Certes, la phase où le monde s’est engagé n’incite guère à l’optimisme, mais on doit
faire montre de beaucoup de souplesse, d’efficacité, de continence et de
transparence dans la gestion des rouages. Les extrémismes attisent les dualismes les plus féroces. L’apparition
de nouveaux phénomènes négatifs ne favorisent pas l’émergence de telles vertus.

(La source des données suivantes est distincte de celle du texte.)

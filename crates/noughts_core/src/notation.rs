//! Compact text notation for boards.
//!
//! A board is nine cells in row-major order: `X`, `O` (either case), or one of
//! `.`, `-`, `_` for an empty cell. Whitespace, `|` and `/` may separate rows
//! and are ignored, so `"X.O/.X./..O"` and `"X.O .X. ..O"` are the same board.

use super::{Board, Player, Square};

/// Error parsing board notation.
#[derive(Debug, Clone, PartialEq, Eq, derive_more::Display)]
pub enum NotationError {
    /// A character that is not a mark, empty marker, or separator.
    #[display("invalid character '{}' at offset {}", character, offset)]
    InvalidCharacter {
        /// The offending character.
        character: char,
        /// Byte offset in the input.
        offset: usize,
    },

    /// Not exactly nine cells.
    #[display("expected 9 cells, got {}", _0)]
    WrongLength(usize),
}

impl std::error::Error for NotationError {}

impl Board {
    /// Parses a board from its text notation.
    pub fn from_notation(s: &str) -> Result<Self, NotationError> {
        let mut squares = Vec::with_capacity(9);
        for (offset, character) in s.char_indices() {
            let square = match character {
                'x' | 'X' => Square::Occupied(Player::X),
                'o' | 'O' => Square::Occupied(Player::O),
                '.' | '-' | '_' => Square::Empty,
                '|' | '/' => continue,
                c if c.is_whitespace() => continue,
                _ => return Err(NotationError::InvalidCharacter { character, offset }),
            };
            squares.push(square);
        }

        let squares: [Square; 9] = squares
            .try_into()
            .map_err(|v: Vec<Square>| NotationError::WrongLength(v.len()))?;
        Ok(Board::from_squares(squares))
    }

    /// Renders the board as a single-line notation string (`"X.O/.X./..O"`).
    pub fn to_notation(&self) -> String {
        let mut out = String::with_capacity(11);
        for (i, square) in self.squares().iter().enumerate() {
            if i > 0 && i % 3 == 0 {
                out.push('/');
            }
            out.push(square.mark().map_or('.', Player::symbol));
        }
        out
    }
}

impl std::fmt::Display for Board {
    fn fmt(&self, f: &mut std::fmt::Formatter<'_>) -> std::fmt::Result {
        for (i, square) in self.squares().iter().enumerate() {
            let symbol = square.mark().map_or(' ', Player::symbol);
            write!(f, " {} ", symbol)?;
            match i % 3 {
                2 if i < 8 => writeln!(f, "\n---+---+---")?,
                2 => {}
                _ => write!(f, "|")?,
            }
        }
        Ok(())
    }
}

Mais la fuite vers l’avant ne peut mener qu’au désastre. Recrudescence du
néolibéralisme, la montée en flèche des nationalismes guerriers, comme aux
temps des croisades. Le capitalisme sauvage reprend du poil de la bête, en exhibant ses crocs acérés et ses griffes
de prédateur. Ainsi, comme dit avec rage,
Pierre le personnage principal de mon roman que vous avez cité : « Nous
avons tous cette ’’religion biologique’’ sans prophète, imprimée dans les gènes. Mais en plus de
cette religion biologique, il y a un
autre sacrement que tout le monde commence à suivre maintenant, il s’appelle : ’’le matérialisme’’.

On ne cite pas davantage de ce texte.